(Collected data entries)
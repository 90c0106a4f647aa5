// Copyright 2025 Chris Custine
//
// Licensed under the Apache License, Version 2.0 (the "License");
// you may not use this file except in compliance with the License.
// You may obtain a copy of the License at
//
//     http://www.apache.org/licenses/LICENSE-2.0
//
// Unless required by applicable law or agreed to in writing, software
// distributed under the License is distributed on an "AS IS" BASIS,
// WITHOUT WARRANTIES OR CONDITIONS OF ANY KIND, either express or implied.
// See the License for the specific language governing permissions and
// limitations under the License.

//! Basemap tile sources and HTTP tile managers.

use std::collections::HashMap;
use std::path::PathBuf;

use bloom_layers::TileProvider;
use eframe::egui;
use walkers::sources::{Attribution, TileSource};
use walkers::{HttpOptions, HttpTiles, TileId};

/// walkers tile source backed by one of the engine's tile providers
#[derive(Debug, Clone, Copy)]
pub struct ProviderTiles {
    provider: &'static TileProvider,
}

impl ProviderTiles {
    pub fn new(provider: &'static TileProvider) -> Self {
        Self { provider }
    }
}

impl TileSource for ProviderTiles {
    fn tile_url(&self, tile_id: TileId) -> String {
        self.provider.tile_url(tile_id.zoom, tile_id.x, tile_id.y)
    }

    fn attribution(&self) -> Attribution {
        Attribution {
            text: self.provider.attribution,
            url: self.provider.attribution_url,
            logo_light: None,
            logo_dark: None,
        }
    }

    fn max_zoom(&self) -> u8 {
        self.provider.max_zoom
    }

    // tile_size() keeps the 256px default
}

/// Lazily created tile managers, one per tile provider
pub struct BasemapTiles {
    tiles: HashMap<&'static str, HttpTiles>,
    disk_cache: bool,
}

impl std::fmt::Debug for BasemapTiles {
    fn fmt(&self, f: &mut std::fmt::Formatter<'_>) -> std::fmt::Result {
        f.debug_struct("BasemapTiles")
            .field("loaded", &self.tiles.keys().collect::<Vec<_>>())
            .field("disk_cache", &self.disk_cache)
            .finish()
    }
}

impl BasemapTiles {
    pub fn new(disk_cache: bool) -> Self {
        Self {
            tiles: HashMap::new(),
            disk_cache,
        }
    }

    /// Whether a tile manager exists for `provider`
    pub fn is_loaded(&self, provider: &TileProvider) -> bool {
        self.tiles.contains_key(provider.id)
    }

    /// Get or create the tile manager for a provider
    pub fn get_or_create(
        &mut self,
        provider: &'static TileProvider,
        ctx: &egui::Context,
    ) -> &mut HttpTiles {
        let disk_cache = self.disk_cache;
        self.tiles.entry(provider.id).or_insert_with(|| {
            let http_options = HttpOptions {
                cache: disk_cache.then(|| cache_dir(provider)),
                ..Default::default()
            };
            log::info!("Creating tile manager for {}", provider.id);
            HttpTiles::with_options(ProviderTiles::new(provider), http_options, ctx.clone())
        })
    }
}

/// On-disk cache directory for a provider
pub fn cache_dir(provider: &TileProvider) -> PathBuf {
    dirs::cache_dir()
        .unwrap_or_else(|| PathBuf::from(".cache"))
        .join("bloomwatch-desktop")
        .join("tiles")
        .join(provider.id)
}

- Directions for this task: All lines above that contain "default" are required in the answer.

- Solution for this problem:
    // tile_size() keeps the 256px default
                ..Default::default()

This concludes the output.